Data for this exercise =
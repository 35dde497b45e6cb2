//! Feasible route-sequence enumeration.
//!
//! For every available vehicle, enumerates ordered route subsequences up to
//! the configured length. Prefixes that already violate turnaround or the
//! energy cascade are pruned; both checks are monotone in the prefix, so
//! pruning loses nothing.

use std::collections::BTreeMap;

use chrono::{DateTime, Duration, Utc};

use crate::domain::{Route, RouteId, Vehicle, VehicleId};
use crate::slots::DurationExt;
use crate::window::{VehicleAvailability, WindowPlan};

#[derive(Clone, Debug)]
pub struct SequenceLeg {
    pub route_id: RouteId,
    pub estimated_arrival: DateTime<Utc>,
    pub estimated_arrival_soc: f64,
}

/// One feasible ordered run of routes for one vehicle.
#[derive(Clone, Debug)]
pub struct SequenceCandidate {
    pub vehicle_id: VehicleId,
    pub legs: Vec<SequenceLeg>,
    pub final_energy_kwh: f64,
}

impl SequenceCandidate {
    pub fn route_ids(&self) -> impl Iterator<Item = RouteId> + '_ {
        self.legs.iter().map(|l| l.route_id)
    }

    pub fn len(&self) -> usize {
        self.legs.len()
    }

    pub fn is_empty(&self) -> bool {
        self.legs.is_empty()
    }
}

#[derive(Clone, Debug)]
pub struct EnergyRule {
    pub safety_margin_kwh: f64,
    pub allow_dc_charging: bool,
}

#[derive(Clone, Debug)]
pub struct EnumerationLimits {
    pub max_len: usize,
    /// Enforced gap between consecutive routes:
    /// `max(strict_minimum, route_sequence_buffer)`.
    pub turnaround: Duration,
    /// Minimum lead time between window start and any route departure.
    pub min_start_lead: Option<Duration>,
    /// Energy pruning; `None` when the energy constraint is disabled.
    pub energy: Option<EnergyRule>,
}

/// Charging power assumed while a vehicle idles between routes.
pub fn recovery_rate_kw(vehicle: &Vehicle, allow_dc_charging: bool) -> f64 {
    if allow_dc_charging {
        vehicle.ac_charge_rate_kw.max(vehicle.dc_charge_rate_kw)
    } else {
        vehicle.ac_charge_rate_kw
    }
}

/// Runs the energy cascade over `legs`: idle-gap recovery capped at battery
/// capacity, then route consumption. Returns the energy level after each
/// leg.
pub fn energy_cascade(
    vehicle: &Vehicle,
    recovery_rate_kw: f64,
    available_from: DateTime<Utc>,
    start_energy_kwh: f64,
    legs: &[&Route],
) -> Vec<f64> {
    let mut energy = start_energy_kwh;
    let mut free_from = available_from;
    let mut out = Vec::with_capacity(legs.len());
    for route in legs {
        let idle = route.plan_start - free_from;
        if idle > Duration::zero() {
            energy = (energy + recovery_rate_kw * idle.num_hours_f64())
                .min(vehicle.battery_capacity_kwh);
        }
        energy -= route.energy_required_kwh(vehicle);
        out.push(energy);
        free_from = route.plan_end;
    }
    out
}

pub fn enumerate_sequences(
    plan: &WindowPlan,
    vehicles: &BTreeMap<VehicleId, Vehicle>,
    limits: &EnumerationLimits,
) -> Vec<SequenceCandidate> {
    let mut out = Vec::new();
    if limits.max_len == 0 {
        return out;
    }

    // routes a departure-lead rule excludes can never appear in a sequence
    let candidates: Vec<&Route> = plan
        .eligible
        .iter()
        .filter(|r| match limits.min_start_lead {
            Some(lead) => r.plan_start - plan.window.start >= lead,
            None => true,
        })
        .collect();

    for (vehicle_id, avail) in &plan.availability {
        let vehicle = match vehicles.get(vehicle_id) {
            Some(v) => v,
            None => continue,
        };
        let rate = limits
            .energy
            .as_ref()
            .map(|rule| recovery_rate_kw(vehicle, rule.allow_dc_charging))
            .unwrap_or(vehicle.ac_charge_rate_kw);
        let mut prefix = Vec::new();
        extend(
            vehicle, avail, rate, limits, &candidates, 0, &mut prefix, &mut out,
        );
    }

    tracing::debug!(candidates = out.len(), "sequence enumeration finished");
    out
}

#[allow(clippy::too_many_arguments)]
fn extend<'r>(
    vehicle: &Vehicle,
    avail: &VehicleAvailability,
    recovery_rate_kw: f64,
    limits: &EnumerationLimits,
    candidates: &[&'r Route],
    from_index: usize,
    prefix: &mut Vec<&'r Route>,
    out: &mut Vec<SequenceCandidate>,
) {
    if prefix.len() == limits.max_len {
        return;
    }
    for (offset, &route) in candidates[from_index..].iter().enumerate() {
        match prefix.last() {
            None => {
                if route.plan_start < avail.available_from {
                    continue;
                }
            }
            Some(last) => {
                if route.plan_start - last.plan_end < limits.turnaround {
                    continue;
                }
            }
        }

        prefix.push(route);
        let cascade = energy_cascade(
            vehicle,
            recovery_rate_kw,
            avail.available_from,
            avail.available_energy_kwh,
            prefix,
        );
        let feasible = match &limits.energy {
            Some(rule) => cascade
                .last()
                .map(|e| *e >= rule.safety_margin_kwh)
                .unwrap_or(true),
            None => true,
        };
        if feasible {
            out.push(SequenceCandidate {
                vehicle_id: vehicle.id,
                legs: prefix
                    .iter()
                    .zip(cascade.iter())
                    .map(|(r, energy)| SequenceLeg {
                        route_id: r.id,
                        estimated_arrival: r.plan_end,
                        estimated_arrival_soc: energy / vehicle.battery_capacity_kwh * 100.0,
                    })
                    .collect(),
                final_energy_kwh: *cascade.last().unwrap(),
            });
            extend(
                vehicle,
                avail,
                recovery_rate_kw,
                limits,
                candidates,
                from_index + offset + 1,
                prefix,
                out,
            );
        }
        prefix.pop();
    }
}
//! Set-covering allocation over enumerated sequences.
//!
//! The primary path builds a linear relaxation of the covering model and
//! solves it with Clarabel, then rounds deterministically. For an exact
//! MILP swap in the HiGHS backend of `good_lp`. Any solver failure
//! degrades to the greedy fallback, which is feasible but not optimal.

use std::collections::{BTreeMap, BTreeSet};
use std::time::Instant;

use chrono::{DateTime, Utc};
use good_lp::solvers::clarabel::clarabel;
use good_lp::{constraint, variable, variables, Expression, Solution, SolverModel, Variable};
use serde::Serialize;

use crate::domain::{RouteId, VehicleId};
use crate::error::{PlanError, PlanResult};
use crate::sequence::SequenceCandidate;
use crate::window::WindowPlan;

/// Covering one route outweighs any plausible sequence-cost spread.
pub const COVERAGE_WEIGHT: f64 = 100.0;

/// Outcome of one solver invocation.
#[derive(Debug)]
pub enum SolverStage<T> {
    Solved(T),
    Timeout,
    Unavailable(String),
}

/// A feasible sequence with its constraint-engine cost.
#[derive(Clone, Debug)]
pub struct ScoredSequence {
    pub candidate: SequenceCandidate,
    pub cost: f64,
    pub tags: Vec<String>,
}

#[derive(Serialize, Copy, Clone, Debug, Eq, PartialEq)]
pub enum AllocationStatus {
    Allocated,
    Failed,
}

#[derive(Serialize, Clone, Debug, PartialEq)]
pub struct AllocationRow {
    pub route_id: RouteId,
    pub vehicle_id: VehicleId,
    pub estimated_arrival: DateTime<Utc>,
    pub estimated_arrival_soc: f64,
}

#[derive(Serialize, Clone, Debug)]
pub struct AllocationResult {
    pub allocation_id: i64,
    pub total_score: f64,
    pub rows: Vec<AllocationRow>,
    pub routes_in_window: usize,
    pub routes_allocated: usize,
    pub routes_overlapping_count: usize,
    pub status: AllocationStatus,
    pub fallback: bool,
    pub tags: Vec<String>,
}

#[derive(Clone, Debug)]
pub struct AllocationSettings {
    pub time_limit_seconds: f64,
    pub score_threshold: f64,
    /// Sequences selectable at once; holds back the reserve vehicles.
    pub max_selected: usize,
}

pub fn solve_allocation(
    scored: &[ScoredSequence],
    plan: &WindowPlan,
    settings: &AllocationSettings,
) -> PlanResult<AllocationResult> {
    let started = Instant::now();
    let mut tags: Vec<String> = plan.tags.clone();

    if scored.is_empty() {
        tags.push("no feasible sequences".to_string());
        return assemble(scored, &[], plan, settings, false, tags);
    }

    let (selected, fallback) = match lp_select(scored, settings) {
        SolverStage::Solved(selected) => {
            if started.elapsed().as_secs_f64() > settings.time_limit_seconds {
                tags.push("allocation solve exceeded time limit; best solution taken".to_string());
            }
            (selected, false)
        }
        SolverStage::Timeout => {
            tags.push("allocation solver timed out; greedy fallback".to_string());
            (greedy_select(scored, settings.max_selected), true)
        }
        SolverStage::Unavailable(reason) => {
            tracing::warn!(reason = reason.as_str(), "allocation solver unavailable");
            tags.push(format!("allocation solver unavailable ({}); greedy fallback", reason));
            (greedy_select(scored, settings.max_selected), true)
        }
    };

    assemble(scored, &selected, plan, settings, fallback, tags)
}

Brief = Between the first line of the entries above and the line with "use crate::slots::DurationExt;", both included, copy every line exactly and nothing outside that range.

Task result =
repository 35dde497b45e6cb2
//! Feasible route-sequence enumeration.
//!
//! For every available vehicle, enumerates ordered route subsequences up to
//! the configured length. Prefixes that already violate turnaround or the
//! energy cascade are pruned; both checks are monotone in the prefix, so
//! pruning loses nothing.

use std::collections::BTreeMap;

use chrono::{DateTime, Duration, Utc};

use crate::domain::{Route, RouteId, Vehicle, VehicleId};
use crate::slots::DurationExt;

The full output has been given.